Saved entries:
▶

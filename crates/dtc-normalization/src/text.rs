//! Text normalization rules.

/// Canonical separator between values of a multi-value cell.
pub const JOINER: &str = "&&&";

/// List delimiter of the source spreadsheets.
const LIST_DELIMITER: &str = ", ";

/// Placeholder that survives character stripping while the joiner is protected.
/// Lowercase ASCII so neither the strip nor the lowercasing step touches it.
const JOINER_PLACEHOLDER: &str = "zqxjoinerzqx";

/// Phrases whose inner comma is part of the value rather than a list delimiter.
const PROTECTED_PHRASES: &[(&str, &str)] = &[
    ("pds , ", "pds و "),
    ("ISO 10002 , ISO 10004", "ISO 10002 و ISO 10004"),
];

/// Visually similar code points folded to the Persian form.
const CHARACTER_FOLDS: &[(char, char)] = &[
    ('ي', 'ی'),
    ('ى', 'ی'),
    ('ك', 'ک'),
    ('\u{200c}', ' '),
    ('\u{200d}', ' '),
];

const ARABIC_COMMA: char = '،';

/// How internal whitespace is treated.
#[derive(Debug, Clone, Copy, PartialEq, Eq, Default)]
pub enum NormalizeMode {
    /// Keep single spaces between words.
    #[default]
    Text,
    /// Drop every whitespace character; used for course-title columns whose
    /// spacing is inconsistent between sources.
    CourseTitle,
}

impl NormalizeMode {
    pub fn from_remove_spaces(remove_internal_spaces: bool) -> Self {
        if remove_internal_spaces {
            Self::CourseTitle
        } else {
            Self::Text
        }
    }
}

/// Normalizes a possibly missing cell; missing values become the empty string.
pub fn normalize_opt(raw: Option<&str>, mode: NormalizeMode) -> String {
    raw.map(|text| normalize(text, mode)).unwrap_or_default()
}

/// Canonicalizes one cell value.
///
/// Idempotent: normalizing an already normalized value returns it unchanged.
pub fn normalize(raw: &str, mode: NormalizeMode) -> String {
    let mut text = raw.to_string();
    for (phrase, replacement) in PROTECTED_PHRASES {
        if text.contains(phrase) {
            text = text.replace(phrase, replacement);
        }
    }
    text = text.replace(LIST_DELIMITER, JOINER);
    if mode == NormalizeMode::CourseTitle {
        // Zero-width joiners fold to spaces below, so they go here as well.
        text.retain(|ch| !ch.is_whitespace() && !is_zero_width(ch));
    }
    let mut text: String = text.chars().map(fold_character).collect();
    text = text.replace(JOINER, JOINER_PLACEHOLDER);
    text.retain(|ch| ch != ARABIC_COMMA && is_kept_character(ch));
    text.make_ascii_lowercase();
    let text = text.replace(JOINER_PLACEHOLDER, JOINER);
    text.split_whitespace().collect::<Vec<_>>().join(" ")
}

fn fold_character(ch: char) -> char {
    CHARACTER_FOLDS
        .iter()
        .find(|(from, _)| *from == ch)
        .map_or(ch, |(_, to)| *to)
}

fn is_zero_width(ch: char) -> bool {
    matches!(ch, '\u{200c}' | '\u{200d}')
}

fn is_kept_character(ch: char) -> bool {
    ch.is_ascii_alphanumeric() || ch.is_whitespace() || ('\u{0600}'..='\u{06FF}').contains(&ch)
}

/// True when a normalized cell carries a value.
///
/// Spreadsheet exports render missing numbers as `nan`; those count as absent.
pub fn is_present(value: &str) -> bool {
    let trimmed = value.trim();
    !trimmed.is_empty() && !trimmed.eq_ignore_ascii_case("nan")
}

/// Splits a multi-value cell on the joiner, trimming and skipping blank segments.
pub fn split_values(value: &str) -> impl Iterator<Item = &str> {
    value
        .split(JOINER)
        .map(str::trim)
        .filter(|segment| !segment.is_empty())
}

/// Joins segments back into a multi-value cell.
pub fn join_values<'a>(segments: impl IntoIterator<Item = &'a str>) -> String {
    segments.into_iter().collect::<Vec<_>>().join(JOINER)
}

◀

Activity: Find the lines above that contain "contains" and report their number, without comment.

Response to the exercise: 2